I Don’t Understand Why They’re Calling Us Bigots Simply For Opposing The Gay Agenda
From our Department of Clueless Nitwits…
Via SLOG, The Seattle Times ran an article yesterday about how fragmented the Religious Right has become lately, and in particular over the fight against gay equality. The general complaint among the local culture warriors, if not the big generals, is that the fight has become too negative. Oh really?
Fuiten, senior pastor at Cedar Park Assembly of God Church in Bothell, long has been a staunch, articulate voice for conservative Christian values.
But his position on what role the church should play on gay rights is shifting, and he’s struggling to understand what God wants him to do next.
He remains against gay marriage, still sees same-sex relations as sinful, and also was against a measure passed by the Legislature this spring that expanded domestic-partnership benefits for same-sex couples.
But he has publicly opposed — and won’t sign — Referendum 71, the effort to repeal that measure, saying people are preoccupied with the economy and there’s not enough support.
More important, he said, Ref. 71 "drags us backward into a negative fight we’re not going to win."
"I don’t want the church to be viewed as oppressive, [and] as opposed to people living their lives and eking out whatever happiness they can."

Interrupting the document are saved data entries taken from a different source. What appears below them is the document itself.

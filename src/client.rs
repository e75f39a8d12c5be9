//! Request dispatcher for the Zendesk REST API.
//!
//! This module provides the `ZdeskClient` struct. Every API call funnels
//! through a single execution path ([`ZdeskClient::execute`]): registry
//! lookup, path template rendering, URL assembly, credential attachment,
//! dispatch, and status classification. The per-resource methods further
//! down are thin wrappers that name a registered operation and forward to
//! `execute`.
//!
//! # Security
//!
//! Credentials are attached as an HTTP Basic `Authorization` header and are
//! never logged.

use std::collections::BTreeMap;

use reqwest::{header, Client, Response, StatusCode};
use serde::{Deserialize, Serialize};
use serde_json::Value;

use crate::auth::Credentials;
use crate::config::{ApiVersion, Config};
use crate::endpoints::{self, Operation};
use crate::error::ZdeskError;

/// User-Agent header sent with every request.
const USER_AGENT: &str = concat!("zdesk/", env!("CARGO_PKG_VERSION"));

/// Client for the Zendesk REST API.
///
/// Handles authentication, URL construction, and response classification
/// for all registered API operations. Cloning is cheap and clones share the
/// underlying connection pool, so a single client can serve many tasks.
///
/// # Example
///
/// ```ignore
/// let config = Config::from_env()?;
/// let client = ZdeskClient::new(&config)?;
///
/// let ticket = client.show_ticket(42).await?;
/// ```
#[derive(Clone)]
pub struct ZdeskClient {
    /// The underlying HTTP client (cloning is cheap).
    http: Client,

    /// Base URL of the Zendesk instance, without a trailing slash
    /// (e.g. `https://company.zendesk.com`).
    base_url: String,

    /// Credentials attached to every request.
    /// SECURITY: Never log this value!
    credentials: Credentials,

    /// API version selecting the URL prefix requests are dispatched under.
    version: ApiVersion,
}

Well if he’s willing to concede that gay folk are "people" now, instead of a cancer on society, God cursed abominations that want to destroy marriage and families and the very moral fabric of western civilization, I guess that’s progress. But when you’re more concerned about how you are viewed, then the person you really are, you are going to keep missing the point of their anger.
Senior Pastor Emeritus Jan Hettinga, 64, of Northshore Baptist Church, and an organizer of 2004’s Mayday for Marriage rally, said many at his church feel they’ve "been there and done that" on political issues, and "all we got was really, really bad press and a bad image."
The problem isn’t that you have a bad image. Here’s the problem:
Branding the disagreement over same-sex marriage as hatred and bigotry was a smart strategy by gay-rights supporters, Hettinga said. "No Christians I know want to be considered haters.
And here’s where I just want to scream in his face. Strategy. Strategy. Strategy. You stick a knife into people’s hearts, tell them, no, scream in their faces day in and day out that they are condemned by god, call them abominations, threats to families, menaces to children, cancers on society, defilers of the sanctity of marriage, you barge into the gardens of their hopes and dreams and trash everything you can lay your hands on and when they call you haters and bigots you think that’s a fucking strategy??? No asshole, it’s called getting angry with morons who are laying waste to your inner life as if they don’t think you have one. Still can’t see the people for the homosexuals can you? Well…that’s how bigots are.
You don’t see people. You see bogeymen. You see scarecrows. They don’t have human hearts, they have an agenda. They don’t feel pain, they plot strategies. They don’t love, they just have sex. And you are not a bigot, just someone who can’t see the people for the homosexuals. An image makeover isn’t going to solve your problem Jan.